The Konya Manuscript (مخطوط قونية), MS Evkaf Muzesi 1845+ or Evkaf Muzesi 1845–1881 at, Turkish and Islamic Arts Museum is an autograph manuscript of Ibn Arabi's magnum opus Al-Futuhat al-Makkiyya (The Meccan Revelations), completed in 37 volumes in 1238.

== History ==
Ibn Arabi wrote al-Futuhat al-Makkiyya twice—a first draft completed in 1231 and a revision—the Konya manuscript— completed in 1238. The manuscript was once part of the waqf of Sadr al-Din al-Qunawi, now kept at the Turkish and Islamic Arts Museum in Istanbul (MS Evkaf Muzesi) 1845–1881).

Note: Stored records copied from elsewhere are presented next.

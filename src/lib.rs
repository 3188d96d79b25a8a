//! raslog-audit - RASLog event frequency analysis for SAN audits
//!
//! Reads errdump and inventory tables collected from Brocade-style fabric
//! switches and reports which events keep recurring, per switch and port,
//! within the months before the configuration was collected.
//!
//! - **Extraction**: ordered, configurable regex rules turn free-form messages into columns
//! - **Correlation**: events are tied to the port and the device logged in behind it
//! - **Counting**: calendar-month buckets, noisiest conditions first
//! - **Reporting**: only non-informational buckets above the threshold
//!
//! # Quick Start
//!
//! ```ignore
//! use raslog_audit::{Config, RaslogAnalyzer};
//!
//! let config = Config::load(None)?;
//! let analyzer = RaslogAnalyzer::new(&config)?;
//! let output = analyzer.run(&inputs);
//! for (name, table) in output.tables() { /* ... */ }
//! ```

pub mod cli;
pub mod config;
pub mod errors;
pub mod manifest;
pub mod observability;
pub mod raslog;
pub mod tables;

pub use config::Config;
pub use raslog::{AnalysisOutput, RaslogAnalyzer};
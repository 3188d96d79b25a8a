//! Fixture builders for a small two-switch fabric.

use raslog_audit::raslog::record::{
    FabricContext, InputTables, LogRecord, PortInventoryRow, Severity, SwitchKey, SwitchshowRow,
};
use raslog_audit::{Config, RaslogAnalyzer};

pub const COLLECTED: &str = "2024-06-15 08:00:00";

pub fn switch(chassis: &str, name: &str) -> SwitchKey {
    SwitchKey::new("audit-2024", chassis, "10:00:00:05:1e:00:00:01", name)
}

pub fn core() -> SwitchKey {
    switch("core-a", "core-a")
}

pub fn record(sw: &SwitchKey, id: &str, severity: Severity, date: &str, text: &str) -> LogRecord {
    LogRecord {
        switch: sw.clone(),
        sequence: None,
        message_id: id.to_string(),
        severity,
        message_date: date.to_string(),
        message_text: text.to_string(),
        security_audit_flag: None,
    }
}

pub fn warning(sw: &SwitchKey, date: &str, text: &str) -> LogRecord {
    record(sw, "C2-1012", Severity::Warning, date, text)
}

pub fn switchshow(sw: &SwitchKey) -> SwitchshowRow {
    SwitchshowRow {
        switch: sw.clone(),
        switch_wwn: Some("10:00:00:05:1e:aa:bb:cc".to_string()),
    }
}

pub fn fabric(sw: &SwitchKey, label: &str) -> FabricContext {
    FabricContext {
        switch: sw.clone(),
        fabric_name: Some("prod".to_string()),
        fabric_label: Some(label.to_string()),
        config_collection_date: Some(COLLECTED.to_string()),
    }
}

pub fn port(sw: &SwitchKey, slot: &str, port: &str, index: &str, wwn: Option<&str>) -> PortInventoryRow {
    PortInventoryRow {
        switch: sw.clone(),
        slot: Some(slot.to_string()),
        port: Some(port.to_string()),
        port_index: Some(index.to_string()),
        port_type: Some("F-Port".to_string()),
        port_state: Some("Online".to_string()),
        speed: Some("N16".to_string()),
        connected_port_wwn: wwn.map(str::to_string),
        device_host_name: wwn.map(|_| "esx01".to_string()),
        device_type: wwn.map(|_| "Srv".to_string()),
        ..Default::default()
    }
}

/// Inputs for `records` on switches that all resolve to fabric A.
pub fn inputs(records: Vec<LogRecord>, switches: &[SwitchKey], ports: Vec<PortInventoryRow>) -> InputTables {
    InputTables {
        errdump: records,
        switchshow: switches.iter().map(switchshow).collect(),
        switch_params: switches.iter().map(|s| fabric(s, "A")).collect(),
        portshow: ports,
    }
}

pub fn analyzer() -> RaslogAnalyzer {
    RaslogAnalyzer::new(&Config::default()).expect("default config compiles")
}

pub fn repeat(n: usize, f: impl Fn(usize) -> LogRecord) -> Vec<LogRecord> {
    (0..n).map(f).collect()
}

=== Standard Cairo edition ===
The Amiri Press in Bulaq published three editions of al-Futuhat al-Makkiyya, in 1853–1857, in 1876, and in 1911. While the first two editions were composite texts from Ibn Arab's first draft and revision, the third edition reproduced the text of the Konya Manuscript, thanks to the investigative efforts of Emir ʿAbd al-Qādir al-Jazāʾirī. This third edition became the standard Cairo edition.

== Description ==
The manuscript is a holograph; it was written in the hand of Ibn Arabi, with the exception of volume 9.

The work contains 28 images hand-drawn by Ibn Arabi: geometric figures representing and illustrating the physical and the metaphysical. Reproductions of these images in published versions of the text were made carelessly and are not reliable.